第10章 青い果実
その秘密は墓場まで持って行こうと三人で決めた。
誰にも言わない。おれとアンとサボの三人だけの秘密だからって。
手術が終わるのを待つ間、今にも泣き出しそうなアンの顔を見て否応なく思い出したんだ。
高3の夏、シャンクスが訪ねてきたときのこと。
あの夏、母親を亡くしたアンは食事も喉を通らなくて、夜も寝られなくて、どんどん憔悴していった。
ほとんどの時間を母親の骨壺の前で過ごし、座ったままよく船を漕いでいたっけ。
あの日もそんな風に過ごしていたら、シャンクスがやって来たんだ。ひどく慌てていて、何度もガープに謝っていた。
アンだってもう何もわからない子どもじゃなかった。
父親の仕事のことやすぐに帰ってこられる状況じゃないのはわかっていたはずだ。
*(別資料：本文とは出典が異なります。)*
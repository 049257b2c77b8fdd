//! Semantic-folder scoring.
//!
//! A folder earns points for living under a feature/domain convention, for
//! not being structural boilerplate, for sitting at a moderate depth, and for
//! exposing an index file. Each point carries a reason code.

use super::index::{FolderEntry, FolderIndex};
use crate::config::TopologyConfig;
use crate::domain::{NodeKind, SemanticFolder};
use crate::utils::{is_under_prefix, normalize_path, path_segments};
use once_cell::sync::Lazy;
use regex::Regex;
use std::collections::HashMap;

pub const REASON_PREFERRED_ROOT: &str = "under_preferred_root";
pub const REASON_NOT_IN_DENYLIST: &str = "not_in_denylist";
pub const REASON_DEPTH: &str = "depth_2_5";
pub const REASON_HAS_INDEX: &str = "has_index";

const PREFERRED_ROOT_WEIGHT: f64 = 0.4;
const NOT_IN_DENYLIST_WEIGHT: f64 = 0.3;
const DEPTH_WEIGHT: f64 = 0.2;
const HAS_INDEX_WEIGHT: f64 = 0.1;

static FOLDER_NAME_RE: Lazy<Regex> =
    Lazy::new(|| Regex::new(r"^[a-z0-9_-]{3,24}$").expect("valid folder name regex"));

pub struct FolderScorer<'a> {
    config: &'a TopologyConfig,
}

impl<'a> FolderScorer<'a> {
    pub fn new(config: &'a TopologyConfig) -> Self {
        Self { config }
    }

    /// Score every directory strictly below one of `root_paths`, merge folders
    /// sharing a name, and return the best `limit` by score then name.
    pub fn score(
        &self,
        index: &FolderIndex,
        root_paths: &[String],
        limit: usize,
    ) -> Vec<SemanticFolder> {
        let mut folders: Vec<SemanticFolder> = Vec::new();
        let mut by_name: HashMap<String, usize> = HashMap::new();

        for (path, entry) in index.iter() {
            if entry.kind != NodeKind::Dir {
                continue;
            }
            let Some(root) = root_paths
                .iter()
                .map(|r| normalize_path(r))
                .find(|r| is_under_prefix(path, r) && path != r.as_str())
            else {
                continue;
            };
            let Some((score, reason)) = self.score_folder(path, &root, entry) else {
                continue;
            };

            match by_name.get(&entry.name) {
                Some(&slot) => {
                    let folder = &mut folders[slot];
                    folder.paths.push(path.to_string());
                    if score > folder.score {
                        folder.score = score;
                        folder.reason = reason;
                    }
                }
                None => {
                    by_name.insert(entry.name.clone(), folders.len());
                    folders.push(SemanticFolder {
                        name: entry.name.clone(),
                        paths: vec![path.to_string()],
                        reason,
                        score,
                    });
                }
            }
        }

        folders.sort_by(|a, b| {
            b.score
                .partial_cmp(&a.score)
                .unwrap_or(std::cmp::Ordering::Equal)
                .then_with(|| a.name.cmp(&b.name))
        });
        folders.truncate(limit);
        folders
    }

    fn score_folder(
        &self,
        path: &str,
        root: &str,
        entry: &FolderEntry,
    ) -> Option<(f64, Vec<String>)> {
        let name = entry.name.as_str();
        if self.is_structural(name) || !FOLDER_NAME_RE.is_match(name) {
            return None;
        }

        let relative = path.strip_prefix(root).unwrap_or(path).trim_start_matches('/');
        let relative_depth = path_segments(relative).len();

        let mut score = 0.0;
        let mut reason = Vec::new();
        if self.under_preferred_root(relative) {
            score += PREFERRED_ROOT_WEIGHT;
            reason.push(REASON_PREFERRED_ROOT.to_string());
        }
        score += NOT_IN_DENYLIST_WEIGHT;
        reason.push(REASON_NOT_IN_DENYLIST.to_string());
        if (2..=5).contains(&relative_depth) {
            score += DEPTH_WEIGHT;
            reason.push(REASON_DEPTH.to_string());
        }
        if entry.has_index_file {
            score += HAS_INDEX_WEIGHT;
            reason.push(REASON_HAS_INDEX.to_string());
        }

        Some((round_score(score), reason))
    }

    fn is_structural(&self, name: &str) -> bool {
        self.config.structural_denylist.iter().any(|denied| denied.eq_ignore_ascii_case(name))
    }

    /// Preferred roots are matched against the path below the surface root,
    /// so a convention folder above the root earns nothing.
    fn under_preferred_root(&self, relative: &str) -> bool {
        self.config.preferred_roots.iter().any(|prefix| relative.starts_with(prefix.as_str()))
    }
}

fn round_score(score: f64) -> f64 {
    (score.min(1.0) * 100.0).round() / 100.0
}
納得はしていないけど、理解はしている。そんな感じ。
ただそのときのアンは悲しみと寝不足でひどく混乱していた。おまけにあの遺言ーー。
"ごめんね、アン。
シャンクスにはどうしても自由に生きてもらいたいの。一緒に居られたあの時間は私にとって、毎日が奇跡みたいだったから"
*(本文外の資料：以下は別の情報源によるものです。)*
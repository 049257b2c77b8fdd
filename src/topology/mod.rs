//! Repository folder topology per surface, with semantic-folder scoring.

use crate::config::TopologyConfig;
use crate::domain::{
    ContextSourceInput, RepoFolderTopology, Surface, ToolWarning, TopologyNode, TopologySurface,
    WarningCode, MAX_SEMANTIC_FOLDERS, MAX_SUBTREE_NODES,
};
use crate::utils::{is_under_prefix, normalize_path, path_segments, resolve_generated_at};
use crate::validate::validate_repo_folder_topology;

pub mod index;
pub mod scoring;

pub use index::{FolderEntry, FolderIndex};
pub use scoring::FolderScorer;

/// Surfaces that get a topology, in output order.
const TOPOLOGY_SURFACES: [Surface; 2] = [Surface::FrontEnd, Surface::Platform];

#[derive(Debug, Clone, Default)]
pub struct TopologyBuilder {
    config: TopologyConfig,
}

impl TopologyBuilder {
    pub fn new(config: TopologyConfig) -> Self {
        Self { config }
    }

    pub fn build(
        &self,
        product_id: &str,
        sources: &[ContextSourceInput],
        generated_at: Option<&str>,
    ) -> RepoFolderTopology {
        let generated_at = resolve_generated_at(generated_at);
        let mut topology = RepoFolderTopology::empty(product_id, &generated_at);

        for source in sources {
            let source_id = source.source_id.as_str();
            let surfaces: Vec<(Surface, Vec<String>)> = TOPOLOGY_SURFACES
                .iter()
                .map(|surface| (surface.clone(), root_paths(source, surface)))
                .filter(|(_, roots)| !roots.is_empty())
                .collect();

            if surfaces.is_empty() {
                topology.warnings.push(ToolWarning::for_source(
                    WarningCode::RepoTopologyNoSurfaces,
                    "Source declares neither front-end nor platform surface buckets",
                    source_id,
                ));
                continue;
            }

            let index = FolderIndex::build(&source.structure_summary.folder_tree, &self.config);
            if index.is_empty() {
                topology.warnings.push(ToolWarning::for_source(
                    WarningCode::RepoTopologyMissingTree,
                    "Source has no folder tree; surfaces carry root paths only",
                    source_id,
                ));
            }
            tracing::debug!(source = source_id, paths = index.len(), "indexed folder tree");

            let scorer = FolderScorer::new(&self.config);
            for (surface, roots) in surfaces {
                let (nodes, truncated) = self.subtree(&index, &roots);
                let semantic_folders = scorer.score(
                    &index,
                    &roots,
                    self.config.max_semantic_folders.min(MAX_SEMANTIC_FOLDERS),
                );
                topology.surfaces.push(TopologySurface {
                    source_id: source_id.to_string(),
                    surface,
                    root_paths: roots,
                    nodes,
                    truncated,
                    semantic_folders,
                });
            }
        }

        validate_repo_folder_topology(topology)
    }

    /// Nodes at or below a root, at most `max_subtree_depth` levels down,
    /// sorted by path. Depth counts segments below the root, so a
    /// whole-repository root (`""` or `.`) puts top-level entries at depth 1.
    /// The flag reports whether the node cap cut the list.
    fn subtree(&self, index: &FolderIndex, roots: &[String]) -> (Vec<TopologyNode>, bool) {
        let max_nodes = self.config.max_subtree_nodes.min(MAX_SUBTREE_NODES);
        let mut nodes = Vec::new();
        let mut truncated = false;

        for (path, entry) in index.iter() {
            let Some(root) = roots.iter().find(|root| is_under_prefix(path, root)) else {
                continue;
            };
            let depth = path_segments(path).len().saturating_sub(root_depth(root));
            if depth > self.config.max_subtree_depth {
                continue;
            }
            if nodes.len() >= max_nodes {
                truncated = true;
                break;
            }
            nodes.push(TopologyNode {
                path: path.to_string(),
                name: entry.name.clone(),
                kind: entry.kind,
                depth,
            });
        }

        (nodes, truncated)
    }
}

fn root_depth(root: &str) -> usize {
    if root == "." {
        0
    } else {
        path_segments(root).len()
    }
}

/// Distinct normalized bucket prefixes for `surface`, in declaration order.
fn root_paths(source: &ContextSourceInput, surface: &Surface) -> Vec<String> {
    let mut roots: Vec<String> = Vec::new();
    for bucket in source.bucket_ids(surface) {
        let root = normalize_path(&bucket);
        if !roots.contains(&root) {
            roots.push(root);
        }
    }
    roots
}

/// Build a repository folder topology with the default [`TopologyConfig`].
pub fn build_repo_folder_topology(
    product_id: &str,
    sources: &[ContextSourceInput],
    generated_at: Option<&str>,
) -> RepoFolderTopology {
    TopologyBuilder::default().build(product_id, sources, generated_at)
}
そのせいでアンはシャンクスにすがりつくことができなくなった。本当は彼の胸に飛び込んで泣きたかったかもしれない。
それらのことが全部折り重なって、アンはシャンクスを突き放すような態度を取った。きっと本意ではなかったと思う。
あの後シャンクスがじじいと話しているとき、アンは納戸の中で泣いていたんだ。